* Your instructions:
Copying exactly, give the lines in the material below from the one with "filename src/lib.rs" to the one with "pub mod evictor;", ends included, and nothing besides.

╔══

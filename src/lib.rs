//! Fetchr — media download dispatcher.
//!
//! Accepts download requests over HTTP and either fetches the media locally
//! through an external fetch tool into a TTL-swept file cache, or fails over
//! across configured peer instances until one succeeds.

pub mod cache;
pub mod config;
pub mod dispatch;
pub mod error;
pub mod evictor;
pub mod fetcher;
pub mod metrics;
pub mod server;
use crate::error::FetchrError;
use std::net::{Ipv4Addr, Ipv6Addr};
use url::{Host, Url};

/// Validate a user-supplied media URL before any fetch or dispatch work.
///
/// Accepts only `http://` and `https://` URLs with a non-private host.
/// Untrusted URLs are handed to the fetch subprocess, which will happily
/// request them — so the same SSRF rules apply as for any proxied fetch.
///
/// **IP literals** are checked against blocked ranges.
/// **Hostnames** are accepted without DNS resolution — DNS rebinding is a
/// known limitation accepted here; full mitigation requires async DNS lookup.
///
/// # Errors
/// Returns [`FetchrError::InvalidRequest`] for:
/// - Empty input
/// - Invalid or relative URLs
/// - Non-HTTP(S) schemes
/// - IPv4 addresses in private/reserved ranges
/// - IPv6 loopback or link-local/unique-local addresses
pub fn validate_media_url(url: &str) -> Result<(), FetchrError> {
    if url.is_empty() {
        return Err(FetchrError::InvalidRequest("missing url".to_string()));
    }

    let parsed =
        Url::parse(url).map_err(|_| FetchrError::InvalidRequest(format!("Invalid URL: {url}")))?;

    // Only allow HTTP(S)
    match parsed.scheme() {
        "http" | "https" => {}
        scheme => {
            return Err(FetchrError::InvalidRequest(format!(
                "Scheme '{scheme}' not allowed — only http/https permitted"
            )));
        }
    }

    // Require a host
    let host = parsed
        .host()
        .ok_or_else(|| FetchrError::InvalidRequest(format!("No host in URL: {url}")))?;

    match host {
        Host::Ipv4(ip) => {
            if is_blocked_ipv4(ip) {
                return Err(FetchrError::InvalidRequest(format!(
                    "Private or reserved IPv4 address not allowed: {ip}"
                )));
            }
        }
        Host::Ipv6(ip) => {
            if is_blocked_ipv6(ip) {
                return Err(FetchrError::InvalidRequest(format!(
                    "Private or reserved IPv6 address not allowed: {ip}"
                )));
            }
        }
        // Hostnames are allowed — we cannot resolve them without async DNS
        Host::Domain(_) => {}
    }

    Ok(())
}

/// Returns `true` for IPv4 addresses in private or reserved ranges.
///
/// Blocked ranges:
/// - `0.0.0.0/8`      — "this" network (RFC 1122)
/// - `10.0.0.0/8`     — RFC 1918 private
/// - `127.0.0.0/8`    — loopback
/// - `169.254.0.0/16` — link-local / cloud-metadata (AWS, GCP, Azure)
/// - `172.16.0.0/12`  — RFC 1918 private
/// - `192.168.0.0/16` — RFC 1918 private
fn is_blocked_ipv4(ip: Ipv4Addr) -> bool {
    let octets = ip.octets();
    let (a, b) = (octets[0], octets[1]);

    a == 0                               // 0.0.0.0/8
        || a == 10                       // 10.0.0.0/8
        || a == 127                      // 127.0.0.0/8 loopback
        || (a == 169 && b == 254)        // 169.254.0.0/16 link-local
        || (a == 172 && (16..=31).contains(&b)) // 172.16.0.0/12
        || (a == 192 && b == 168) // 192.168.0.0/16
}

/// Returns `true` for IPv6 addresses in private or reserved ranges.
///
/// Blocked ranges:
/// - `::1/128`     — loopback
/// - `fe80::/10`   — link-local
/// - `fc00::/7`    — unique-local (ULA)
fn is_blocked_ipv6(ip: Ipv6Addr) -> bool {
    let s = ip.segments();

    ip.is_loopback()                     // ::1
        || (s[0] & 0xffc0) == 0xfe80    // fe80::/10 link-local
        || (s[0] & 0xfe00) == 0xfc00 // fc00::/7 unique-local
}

╚══
╔══

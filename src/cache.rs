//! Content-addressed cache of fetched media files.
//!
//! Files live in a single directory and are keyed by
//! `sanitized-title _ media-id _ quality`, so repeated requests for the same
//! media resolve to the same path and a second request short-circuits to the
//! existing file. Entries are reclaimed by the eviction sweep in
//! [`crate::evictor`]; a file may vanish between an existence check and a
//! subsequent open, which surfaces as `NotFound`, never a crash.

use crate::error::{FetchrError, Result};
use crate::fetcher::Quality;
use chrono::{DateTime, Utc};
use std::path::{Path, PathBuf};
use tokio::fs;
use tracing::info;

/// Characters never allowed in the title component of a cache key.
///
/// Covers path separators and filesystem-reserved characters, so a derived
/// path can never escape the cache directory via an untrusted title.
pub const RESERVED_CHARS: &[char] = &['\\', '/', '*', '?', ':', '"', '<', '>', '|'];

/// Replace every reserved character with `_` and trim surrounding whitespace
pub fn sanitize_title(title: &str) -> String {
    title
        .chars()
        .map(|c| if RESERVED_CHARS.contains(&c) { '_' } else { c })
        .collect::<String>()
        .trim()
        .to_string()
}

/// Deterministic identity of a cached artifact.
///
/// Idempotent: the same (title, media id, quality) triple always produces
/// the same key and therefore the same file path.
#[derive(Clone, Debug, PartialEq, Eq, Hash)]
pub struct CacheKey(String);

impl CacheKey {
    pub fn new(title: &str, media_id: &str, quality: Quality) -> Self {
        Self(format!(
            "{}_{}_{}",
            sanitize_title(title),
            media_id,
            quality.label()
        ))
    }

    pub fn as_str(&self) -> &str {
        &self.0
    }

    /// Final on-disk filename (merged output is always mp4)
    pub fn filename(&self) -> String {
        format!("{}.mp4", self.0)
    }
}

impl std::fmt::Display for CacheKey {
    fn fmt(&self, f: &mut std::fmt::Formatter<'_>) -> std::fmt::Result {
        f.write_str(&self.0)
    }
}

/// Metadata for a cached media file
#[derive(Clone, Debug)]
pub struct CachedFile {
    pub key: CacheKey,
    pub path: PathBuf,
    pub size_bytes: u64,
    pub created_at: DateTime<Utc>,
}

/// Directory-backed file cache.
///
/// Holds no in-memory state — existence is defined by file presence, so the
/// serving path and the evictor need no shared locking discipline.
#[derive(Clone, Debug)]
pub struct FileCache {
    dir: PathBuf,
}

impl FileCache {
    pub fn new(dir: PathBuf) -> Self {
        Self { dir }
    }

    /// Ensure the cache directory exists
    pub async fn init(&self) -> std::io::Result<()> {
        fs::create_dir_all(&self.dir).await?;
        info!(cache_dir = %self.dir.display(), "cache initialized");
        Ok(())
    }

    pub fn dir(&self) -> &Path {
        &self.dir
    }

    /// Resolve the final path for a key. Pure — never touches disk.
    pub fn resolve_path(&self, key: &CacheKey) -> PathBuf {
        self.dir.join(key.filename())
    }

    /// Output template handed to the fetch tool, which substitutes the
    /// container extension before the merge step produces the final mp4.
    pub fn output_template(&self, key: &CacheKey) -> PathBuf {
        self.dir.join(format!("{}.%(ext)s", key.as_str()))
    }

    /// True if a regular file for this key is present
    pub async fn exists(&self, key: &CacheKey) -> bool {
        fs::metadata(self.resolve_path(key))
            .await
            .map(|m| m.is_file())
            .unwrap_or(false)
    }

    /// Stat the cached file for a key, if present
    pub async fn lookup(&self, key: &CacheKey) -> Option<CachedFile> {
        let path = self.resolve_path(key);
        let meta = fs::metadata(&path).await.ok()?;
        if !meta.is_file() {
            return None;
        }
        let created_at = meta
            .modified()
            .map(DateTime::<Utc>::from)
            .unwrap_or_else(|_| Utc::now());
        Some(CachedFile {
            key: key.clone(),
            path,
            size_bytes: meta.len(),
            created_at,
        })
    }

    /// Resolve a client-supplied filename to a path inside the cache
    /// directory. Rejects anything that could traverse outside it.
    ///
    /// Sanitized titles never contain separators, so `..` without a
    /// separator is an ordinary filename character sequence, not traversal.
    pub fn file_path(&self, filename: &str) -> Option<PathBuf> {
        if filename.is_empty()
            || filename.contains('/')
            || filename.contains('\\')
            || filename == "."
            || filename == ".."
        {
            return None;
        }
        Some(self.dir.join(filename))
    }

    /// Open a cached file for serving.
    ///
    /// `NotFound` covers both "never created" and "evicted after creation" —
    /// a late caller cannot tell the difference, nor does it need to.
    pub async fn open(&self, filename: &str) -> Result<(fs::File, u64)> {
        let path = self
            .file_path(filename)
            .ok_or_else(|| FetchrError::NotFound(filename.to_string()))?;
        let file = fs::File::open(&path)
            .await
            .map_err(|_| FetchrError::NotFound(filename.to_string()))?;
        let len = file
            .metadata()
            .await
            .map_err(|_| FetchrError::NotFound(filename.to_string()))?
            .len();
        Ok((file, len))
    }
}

╚══
╔══

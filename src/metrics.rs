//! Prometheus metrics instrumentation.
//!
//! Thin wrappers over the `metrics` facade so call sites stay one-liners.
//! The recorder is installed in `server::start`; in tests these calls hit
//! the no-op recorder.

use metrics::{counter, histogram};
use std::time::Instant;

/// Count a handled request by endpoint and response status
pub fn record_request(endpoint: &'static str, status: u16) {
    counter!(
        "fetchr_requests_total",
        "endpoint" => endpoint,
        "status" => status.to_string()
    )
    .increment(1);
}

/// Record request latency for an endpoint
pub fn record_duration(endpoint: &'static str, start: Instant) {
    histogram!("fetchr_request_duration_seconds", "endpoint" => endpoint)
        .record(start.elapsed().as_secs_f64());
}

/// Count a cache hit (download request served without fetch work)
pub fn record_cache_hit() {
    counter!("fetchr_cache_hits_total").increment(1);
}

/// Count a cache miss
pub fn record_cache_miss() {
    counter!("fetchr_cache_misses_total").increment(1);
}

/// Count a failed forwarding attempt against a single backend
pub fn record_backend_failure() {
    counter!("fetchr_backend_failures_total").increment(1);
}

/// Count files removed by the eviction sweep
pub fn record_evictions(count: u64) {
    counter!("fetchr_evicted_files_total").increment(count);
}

╚══

* Answer:
filename src/lib.rs
//! Fetchr — media download dispatcher.
//!
//! Accepts download requests over HTTP and either fetches the media locally
//! through an external fetch tool into a TTL-swept file cache, or fails over
//! across configured peer instances until one succeeds.

pub mod cache;
pub mod config;
pub mod dispatch;
pub mod error;
pub mod evictor;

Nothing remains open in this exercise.